Western governments have increasingly moved to ban Hizb ut-Tahrir, often classifying it as a terrorist or extremist organization. It is already banned in the UK, Germany, most Arab countries, Russia, China and others. Right now Australia is considering a ban on the group after a recent Sydney conference was publicized where the leaders said the West "sucks blood from humanity," advocated for a "Muslim army" under Sharia, and framed Islam as the only solution for Muslims and non-Muslims alike.
The justification for these bans usually begins with the group’s stated aims. Hizb ut-Tahrir rejects liberal democracy and advocates replacing it with a global Islamic caliphate governed by sharia law. It presents Islam not merely as a religion but as a political system destined to supersede Western civilization. Its rhetoric is frequently antisemitic, dismissive of pluralism, and grounded in a vision of Muslim supremacy.
It is no stretch to say that the group's ideas are hostile to Jews, to women, to dissenters, and to the moral assumptions that underlie liberal societies. If Hizb ut-Tahrir ever held power, its worldview would translate into repression.
There is a problem, though. Hizb ut-Tahrir is explicitly non-violent. It does not carry out attacks. It does not issue operational instructions for terrorism in Western countries. Its leaders insist, consistently and publicly, that their method is ideological persuasion rather than armed struggle. Their ideas are corrosive, but they remain ideas.
It appears to have used socialist concepts to build itself this way specifically to take advantage of Western freedoms and inoculate it from being banned legally in the West.
This brings up the question of where free speech ends and where limiting speech is better.

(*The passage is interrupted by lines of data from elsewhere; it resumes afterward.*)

use std::path::PathBuf;

use anyhow::{bail, Context, Result};
use lightpick::geometry::Rect;
use lightpick::{crop_image_file, load_picker_config, logging, EditorType};

const USAGE: &str = "usage: lightpick <input> <output> [profile|image]";
/// Portrait phone-sized editor container, in points.
const DEMO_CONTAINER: Rect = Rect::new(0.0, 0.0, 375.0, 667.0);

fn parse_editor_type(raw: &str) -> Result<EditorType> {
    match raw {
        "profile" => Ok(EditorType::Profile),
        "image" => Ok(EditorType::Image),
        other => bail!("unknown editor type `{other}`\n{USAGE}"),
    }
}

fn main() -> Result<()> {
    logging::init();

    let mut args = std::env::args_os().skip(1);
    let (Some(input), Some(output)) = (args.next(), args.next()) else {
        bail!(USAGE);
    };
    let (input, output) = (PathBuf::from(input), PathBuf::from(output));

    let mut config = load_picker_config();
    if let Some(raw) = args.next() {
        config.editor_type = parse_editor_type(&raw.to_string_lossy())?;
    }

    let (width, height) = crop_image_file(&config, &input, &output, DEMO_CONTAINER)
        .with_context(|| format!("failed to crop {}", input.display()))?;
    tracing::info!(
        editor = config.editor_type.label(),
        width,
        height,
        "done"
    );
    Ok(())
}
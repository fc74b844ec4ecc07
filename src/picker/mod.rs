//! Media picker orchestration.
//!
//! The [`PickerController`] presents the source sheet, settles permissions,
//! drives the host's native capture surface and, for still images, hands an
//! [`EditorHandle`] to the host before reporting one [`PickerOutcome`].

pub mod backend;
pub mod controller;
pub mod media;
pub mod outcome;
pub mod permission;
pub mod sheet;

pub use backend::{CaptureBackend, Completion, Continuation, PermissionBackend, PresentationBackend};
pub use controller::{Collaborators, EditorHandle, PickerController};
pub use media::{CaptureRequest, CaptureResult, MediaSource, MediaType, VideoInfo, VideoQuality};
pub use outcome::{OutcomeReporter, PickerDelegate, PickerOutcome};
pub use permission::{
    access_decision, required_capabilities, AccessDecision, AuthorizationStatus, Capability,
};
pub use sheet::{
    camera_button_text, AccessNotice, ActionSheet, ActionStyle, AdditionalAction, NoticeAction,
    NoticeChoice, PopoverAnchor, SheetAction, SheetChoice,
};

That distinction matters more than many people are comfortable admitting. Once a society begins banning organizations solely for what they believe rather than what they do, it enters terrain that has rarely been stable and has often proved dangerous for minorities. Jews in particular do not have the luxury of treating this as an abstract concern. Measures justified as exceptional responses to one threatening ideology have tendency to be reused later against Jews, once the legal tools exist and the political mood changes. A framework that allows the state to suppress Hizb ut-Tahrir for advocating a religious supremacist worldview could, under different conditions, be turned against Zionism, against halachic norms, or against Jewish communal self-defense. This is not a slippery-slope fallacy: it is a recurring pattern.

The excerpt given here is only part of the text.